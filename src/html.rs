use std::collections::HashMap;

use crate::dom::{Dom, NodeId};
use crate::{Error, Result};

const RED_ZONE: usize = 64 * 1024;
const STACK_GROWTH: usize = 1024 * 1024;

const VOID_ELEMENTS: &[&str] = &[
    "area", "base", "br", "col", "embed", "hr", "img", "input", "link", "meta", "source", "track",
    "wbr",
];

/// Raw-text elements whose bodies are consumed verbatim up to the matching
/// closing tag.
const RAW_TEXT_ELEMENTS: &[&str] = &["script", "style"];

pub(crate) fn parse_html(input: &str) -> Result<Dom> {
    let mut dom = Dom::new();
    let mut parser = Parser {
        chars: input.chars().collect(),
        pos: 0,
    };
    let root = dom.root();
    parser.parse_children(&mut dom, root, None)?;
    Ok(dom)
}

struct Parser {
    chars: Vec<char>,
    pos: usize,
}

impl Parser {
    fn parse_children(
        &mut self,
        dom: &mut Dom,
        parent: NodeId,
        enclosing_tag: Option<&str>,
    ) -> Result<()> {
        loop {
            if self.at_end() {
                return match enclosing_tag {
                    Some(tag) => Err(Error::HtmlParse(format!("unclosed element <{tag}>"))),
                    None => Ok(()),
                };
            }

            if self.starts_with("</") {
                let close_pos = self.pos;
                self.pos += 2;
                let name = self.read_name()?;
                self.skip_whitespace();
                self.expect('>')?;
                return match enclosing_tag {
                    Some(tag) if tag == name => Ok(()),
                    _ => Err(Error::HtmlParse(format!(
                        "unexpected closing tag </{name}> at offset {close_pos}"
                    ))),
                };
            }

            if self.starts_with("<!--") {
                self.skip_comment()?;
                continue;
            }

            if self.starts_with("<!") {
                self.skip_until('>')?;
                continue;
            }

            if self.peek() == Some('<') {
                self.parse_element(dom, parent)?;
                continue;
            }

            let text = self.read_text();
            if !text.is_empty() {
                dom.create_text(parent, text);
            }
        }
    }

    fn parse_element(&mut self, dom: &mut Dom, parent: NodeId) -> Result<()> {
        self.expect('<')?;
        let tag_name = self.read_name()?;
        let mut attrs = HashMap::new();

        loop {
            self.skip_whitespace();
            match self.peek() {
                Some('>') => {
                    self.pos += 1;
                    break;
                }
                Some('/') => {
                    self.pos += 1;
                    self.skip_whitespace();
                    self.expect('>')?;
                    dom.create_element(parent, tag_name, attrs);
                    return Ok(());
                }
                Some(_) => {
                    let (name, value) = self.read_attr()?;
                    attrs.entry(name).or_insert(value);
                }
                None => {
                    return Err(Error::HtmlParse(format!("unclosed tag <{tag_name}>")));
                }
            }
        }

        let node = dom.create_element(parent, tag_name.clone(), attrs);
        if VOID_ELEMENTS.contains(&tag_name.as_str()) {
            return Ok(());
        }
        if RAW_TEXT_ELEMENTS.contains(&tag_name.as_str()) {
            let body = self.read_raw_text(&tag_name)?;
            if !body.is_empty() {
                dom.create_text(node, body);
            }
            return Ok(());
        }
        stacker::maybe_grow(RED_ZONE, STACK_GROWTH, || {
            self.parse_children(dom, node, Some(&tag_name))
        })
    }

    fn read_attr(&mut self) -> Result<(String, String)> {
        let name = self.read_name()?;
        self.skip_whitespace();
        if self.peek() != Some('=') {
            // Bare boolean attribute.
            return Ok((name, String::new()));
        }
        self.pos += 1;
        self.skip_whitespace();
        let value = match self.peek() {
            Some(quote @ ('"' | '\'')) => {
                self.pos += 1;
                let start = self.pos;
                while self.peek() != Some(quote) {
                    if self.at_end() {
                        return Err(Error::HtmlParse(format!(
                            "unterminated attribute value for {name}"
                        )));
                    }
                    self.pos += 1;
                }
                let value: String = self.chars[start..self.pos].iter().collect();
                self.pos += 1;
                value
            }
            _ => {
                let start = self.pos;
                while let Some(next) = self.peek() {
                    if next.is_whitespace() || next == '>' || next == '/' {
                        break;
                    }
                    self.pos += 1;
                }
                self.chars[start..self.pos].iter().collect()
            }
        };
        Ok((name, value))
    }

    fn read_name(&mut self) -> Result<String> {
        let start = self.pos;
        while let Some(next) = self.peek() {
            if next.is_ascii_alphanumeric() || next == '-' || next == '_' || next == ':' {
                self.pos += 1;
            } else {
                break;
            }
        }
        if self.pos == start {
            return Err(Error::HtmlParse(format!(
                "expected a name at offset {start}"
            )));
        }
        let name: String = self.chars[start..self.pos].iter().collect();
        Ok(name.to_ascii_lowercase())
    }

    fn read_text(&mut self) -> String {
        let start = self.pos;
        while let Some(next) = self.peek() {
            if next == '<' {
                break;
            }
            self.pos += 1;
        }
        self.chars[start..self.pos].iter().collect()
    }

    fn read_raw_text(&mut self, tag_name: &str) -> Result<String> {
        let closing = format!("</{tag_name}");
        let start = self.pos;
        while !self.at_end() {
            if self.starts_with(&closing) {
                let body: String = self.chars[start..self.pos].iter().collect();
                self.pos += closing.chars().count();
                self.skip_whitespace();
                self.expect('>')?;
                return Ok(body);
            }
            self.pos += 1;
        }
        Err(Error::HtmlParse(format!("unclosed element <{tag_name}>")))
    }

    fn skip_comment(&mut self) -> Result<()> {
        let start = self.pos;
        self.pos += 4;
        while !self.at_end() {
            if self.starts_with("-->") {
                self.pos += 3;
                return Ok(());
            }
            self.pos += 1;
        }
        Err(Error::HtmlParse(format!(
            "unterminated comment at offset {start}"
        )))
    }

    fn skip_until(&mut self, stop: char) -> Result<()> {
        while let Some(next) = self.peek() {
            self.pos += 1;
            if next == stop {
                return Ok(());
            }
        }
        Err(Error::HtmlParse(format!("expected '{stop}' before end")))
    }

    fn skip_whitespace(&mut self) {
        while self.peek().is_some_and(char::is_whitespace) {
            self.pos += 1;
        }
    }

    fn expect(&mut self, wanted: char) -> Result<()> {
        if self.peek() == Some(wanted) {
            self.pos += 1;
            Ok(())
        } else {
            Err(Error::HtmlParse(format!(
                "expected '{wanted}' at offset {}",
                self.pos
            )))
        }
    }

    fn starts_with(&self, prefix: &str) -> bool {
        let mut pos = self.pos;
        for wanted in prefix.chars() {
            if self.chars.get(pos) != Some(&wanted) {
                return false;
            }
            pos += 1;
        }
        true
    }

    fn peek(&self) -> Option<char> {
        self.chars.get(self.pos).copied()
    }

    fn at_end(&self) -> bool {
        self.pos >= self.chars.len()
    }
}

+-------+

Across the entries above, find the lines with the string "peek" and copy them.

## SOLUTION TO THE EXERCISE
            if self.peek() == Some('<') {
            match self.peek() {
        if self.peek() != Some('=') {
        let value = match self.peek() {
                while self.peek() != Some(quote) {
                while let Some(next) = self.peek() {
        while let Some(next) = self.peek() {
        while let Some(next) = self.peek() {
        while let Some(next) = self.peek() {
        while self.peek().is_some_and(char::is_whitespace) {
        if self.peek() == Some(wanted) {
    fn peek(&self) -> Option<char> {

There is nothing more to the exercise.